// SPDX-FileCopyrightText: 2025 Caspar Water Company
//
// SPDX-License-Identifier: Apache-2.0

//! Per-site YAML descriptors.
//!
//! ```yaml
//! site: ISBDM
//! title: "ISBD for Manifestation"
//! nav_label: ISBDM
//! weight: 10
//! environments:
//!   local:      { base_url: "http://localhost:3001", base_path: "/ISBDM/", port: 3001 }
//!   preview:    { base_url: "https://iflastandards.github.io", base_path: "/standards-dev/ISBDM/" }
//!   dev:        { base_url: "https://jonphipps.github.io", base_path: "/standards-dev/ISBDM/" }
//!   production: { base_url: "https://www.iflastandards.info", base_path: "/ISBDM/" }
//! ```
//!
//! A directory of descriptors loads into one [`SiteRegistry`] with the same
//! validation as the built-in table.

use std::collections::BTreeMap;
use std::path::{Path, PathBuf};

use serde::{Deserialize, Serialize};

use crate::environment::Environment;
use crate::error::{ConfigError, Result};
use crate::registry::{DEFAULT_WEIGHT, SiteConfigEntry, SiteRecord, SiteRegistry, SiteSpec};

#[derive(Debug, Clone, PartialEq, Eq, Serialize, Deserialize)]
#[serde(deny_unknown_fields)]
pub struct SiteDescriptor {
    pub site: String,
    pub title: String,
    #[serde(default, skip_serializing_if = "Option::is_none")]
    pub nav_label: Option<String>,
    #[serde(default = "default_weight")]
    pub weight: i32,
    pub environments: BTreeMap<Environment, SiteConfigEntry>,
}

fn default_weight() -> i32 {
    DEFAULT_WEIGHT
}

impl SiteDescriptor {
    pub fn from_yaml(yaml: &str) -> std::result::Result<Self, serde_yaml_ng::Error> {
        serde_yaml_ng::from_str(yaml)
    }

    pub fn to_yaml(&self) -> std::result::Result<String, serde_yaml_ng::Error> {
        serde_yaml_ng::to_string(self)
    }

    /// Describe a registered site, e.g. to export the built-in table.
    pub fn from_record(record: &SiteRecord) -> Self {
        Self {
            site: record.id().to_string(),
            title: record.title().to_string(),
            nav_label: Some(record.nav_label().to_string()),
            weight: record.weight(),
            environments: record
                .entries()
                .map(|(env, entry)| (env, entry.clone()))
                .collect(),
        }
    }

    /// File name used when writing this descriptor to a directory.
    pub fn file_name(&self) -> String {
        format!("{}.yaml", self.site)
    }
}

impl From<SiteDescriptor> for SiteSpec {
    fn from(descriptor: SiteDescriptor) -> Self {
        SiteSpec {
            id: descriptor.site,
            title: descriptor.title,
            nav_label: descriptor.nav_label,
            weight: descriptor.weight,
            entries: descriptor.environments,
        }
    }
}

/// Read and parse one descriptor file.
pub fn load_descriptor<P: AsRef<Path>>(path: P) -> Result<SiteDescriptor> {
    let path = path.as_ref();
    let content = std::fs::read_to_string(path).map_err(|source| ConfigError::Io {
        path: path.to_path_buf(),
        source,
    })?;
    SiteDescriptor::from_yaml(&content).map_err(|source| ConfigError::Descriptor {
        path: path.to_path_buf(),
        source,
    })
}

fn is_descriptor_file(path: &Path) -> bool {
    path.is_file()
        && matches!(
            path.extension().and_then(|ext| ext.to_str()),
            Some("yaml") | Some("yml")
        )
}

/// Descriptor files in `dir`, sorted by file name.
pub fn descriptor_paths<P: AsRef<Path>>(dir: P) -> Result<Vec<PathBuf>> {
    let dir = dir.as_ref();
    let io_err = |source| ConfigError::Io {
        path: dir.to_path_buf(),
        source,
    };

    let mut paths = Vec::new();
    for entry in std::fs::read_dir(dir).map_err(io_err)? {
        let path = entry.map_err(io_err)?.path();
        if is_descriptor_file(&path) {
            paths.push(path);
        } else {
            let shown = path.display().to_string();
            diagnostics::log_debug!("Ignoring {path}", path: shown.as_str());
        }
    }
    paths.sort();
    Ok(paths)
}

/// Load every descriptor in `dir` into a validated registry.
pub fn load_registry_dir<P: AsRef<Path>>(dir: P) -> Result<SiteRegistry> {
    let dir = dir.as_ref();
    let mut builder = SiteRegistry::builder();
    for path in descriptor_paths(dir)? {
        let descriptor = load_descriptor(&path)?;
        builder = builder.site(descriptor.into());
    }
    let registry = builder.build()?;

    let dir_display = dir.display().to_string();
    diagnostics::log_info!(
        "Loaded {count} site descriptors from {dir}",
        count: registry.len(),
        dir: dir_display.as_str()
    );
    Ok(registry)
}

/// Write one descriptor per registered site into `dir`, returning the paths
/// written. The directory must already exist.
pub fn write_registry_dir<P: AsRef<Path>>(registry: &SiteRegistry, dir: P) -> Result<Vec<PathBuf>> {
    let dir = dir.as_ref();
    let mut written = Vec::with_capacity(registry.len());
    for record in registry.records() {
        let descriptor = SiteDescriptor::from_record(record);
        let path = dir.join(descriptor.file_name());
        let yaml = descriptor.to_yaml().map_err(|source| ConfigError::Descriptor {
            path: path.clone(),
            source,
        })?;
        std::fs::write(&path, yaml).map_err(|source| ConfigError::Io {
            path: path.clone(),
            source,
        })?;
        written.push(path);
    }
    Ok(written)
}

**Activity**
Copy every line of the data above exactly.

**Your response**
// SPDX-FileCopyrightText: 2025 Caspar Water Company
//
// SPDX-License-Identifier: Apache-2.0

//! Per-site YAML descriptors.
//!
//! ```yaml
//! site: ISBDM
//! title: "ISBD for Manifestation"
//! nav_label: ISBDM
//! weight: 10
//! environments:
//!   local:      { base_url: "http://localhost:3001", base_path: "/ISBDM/", port: 3001 }
//!   preview:    { base_url: "https://iflastandards.github.io", base_path: "/standards-dev/ISBDM/" }
//!   dev:        { base_url: "https://jonphipps.github.io", base_path: "/standards-dev/ISBDM/" }
//!   production: { base_url: "https://www.iflastandards.info", base_path: "/ISBDM/" }
//! ```
//!
//! A directory of descriptors loads into one [`SiteRegistry`] with the same
//! validation as the built-in table.

use std::collections::BTreeMap;
use std::path::{Path, PathBuf};

use serde::{Deserialize, Serialize};

use crate::environment::Environment;
use crate::error::{ConfigError, Result};
use crate::registry::{DEFAULT_WEIGHT, SiteConfigEntry, SiteRecord, SiteRegistry, SiteSpec};

#[derive(Debug, Clone, PartialEq, Eq, Serialize, Deserialize)]
#[serde(deny_unknown_fields)]
pub struct SiteDescriptor {
    pub site: String,
    pub title: String,
    #[serde(default, skip_serializing_if = "Option::is_none")]
    pub nav_label: Option<String>,
    #[serde(default = "default_weight")]
    pub weight: i32,
    pub environments: BTreeMap<Environment, SiteConfigEntry>,
}

fn default_weight() -> i32 {
    DEFAULT_WEIGHT
}

impl SiteDescriptor {
    pub fn from_yaml(yaml: &str) -> std::result::Result<Self, serde_yaml_ng::Error> {
        serde_yaml_ng::from_str(yaml)
    }

    pub fn to_yaml(&self) -> std::result::Result<String, serde_yaml_ng::Error> {
        serde_yaml_ng::to_string(self)
    }

    /// Describe a registered site, e.g. to export the built-in table.
    pub fn from_record(record: &SiteRecord) -> Self {
        Self {
            site: record.id().to_string(),
            title: record.title().to_string(),
            nav_label: Some(record.nav_label().to_string()),
            weight: record.weight(),
            environments: record
                .entries()
                .map(|(env, entry)| (env, entry.clone()))
                .collect(),
        }
    }

    /// File name used when writing this descriptor to a directory.
    pub fn file_name(&self) -> String {
        format!("{}.yaml", self.site)
    }
}

impl From<SiteDescriptor> for SiteSpec {
    fn from(descriptor: SiteDescriptor) -> Self {
        SiteSpec {
            id: descriptor.site,
            title: descriptor.title,
            nav_label: descriptor.nav_label,
            weight: descriptor.weight,
            entries: descriptor.environments,
        }
    }
}

/// Read and parse one descriptor file.
pub fn load_descriptor<P: AsRef<Path>>(path: P) -> Result<SiteDescriptor> {
    let path = path.as_ref();
    let content = std::fs::read_to_string(path).map_err(|source| ConfigError::Io {
        path: path.to_path_buf(),
        source,
    })?;
    SiteDescriptor::from_yaml(&content).map_err(|source| ConfigError::Descriptor {
        path: path.to_path_buf(),
        source,
    })
}

fn is_descriptor_file(path: &Path) -> bool {
    path.is_file()
        && matches!(
            path.extension().and_then(|ext| ext.to_str()),
            Some("yaml") | Some("yml")
        )
}

/// Descriptor files in `dir`, sorted by file name.
pub fn descriptor_paths<P: AsRef<Path>>(dir: P) -> Result<Vec<PathBuf>> {
    let dir = dir.as_ref();
    let io_err = |source| ConfigError::Io {
        path: dir.to_path_buf(),
        source,
    };

    let mut paths = Vec::new();
    for entry in std::fs::read_dir(dir).map_err(io_err)? {
        let path = entry.map_err(io_err)?.path();
        if is_descriptor_file(&path) {
            paths.push(path);
        } else {
            let shown = path.display().to_string();
            diagnostics::log_debug!("Ignoring {path}", path: shown.as_str());
        }
    }
    paths.sort();
    Ok(paths)
}

/// Load every descriptor in `dir` into a validated registry.
pub fn load_registry_dir<P: AsRef<Path>>(dir: P) -> Result<SiteRegistry> {
    let dir = dir.as_ref();
    let mut builder = SiteRegistry::builder();
    for path in descriptor_paths(dir)? {
        let descriptor = load_descriptor(&path)?;
        builder = builder.site(descriptor.into());
    }
    let registry = builder.build()?;

    let dir_display = dir.display().to_string();
    diagnostics::log_info!(
        "Loaded {count} site descriptors from {dir}",
        count: registry.len(),
        dir: dir_display.as_str()
    );
    Ok(registry)
}

/// Write one descriptor per registered site into `dir`, returning the paths
/// written. The directory must already exist.
pub fn write_registry_dir<P: AsRef<Path>>(registry: &SiteRegistry, dir: P) -> Result<Vec<PathBuf>> {
    let dir = dir.as_ref();
    let mut written = Vec::with_capacity(registry.len());
    for record in registry.records() {
        let descriptor = SiteDescriptor::from_record(record);
        let path = dir.join(descriptor.file_name());
        let yaml = descriptor.to_yaml().map_err(|source| ConfigError::Descriptor {
            path: path.clone(),
            source,
        })?;
        std::fs::write(&path, yaml).map_err(|source| ConfigError::Io {
            path: path.clone(),
            source,
        })?;
        written.push(path);
    }
    Ok(written)
}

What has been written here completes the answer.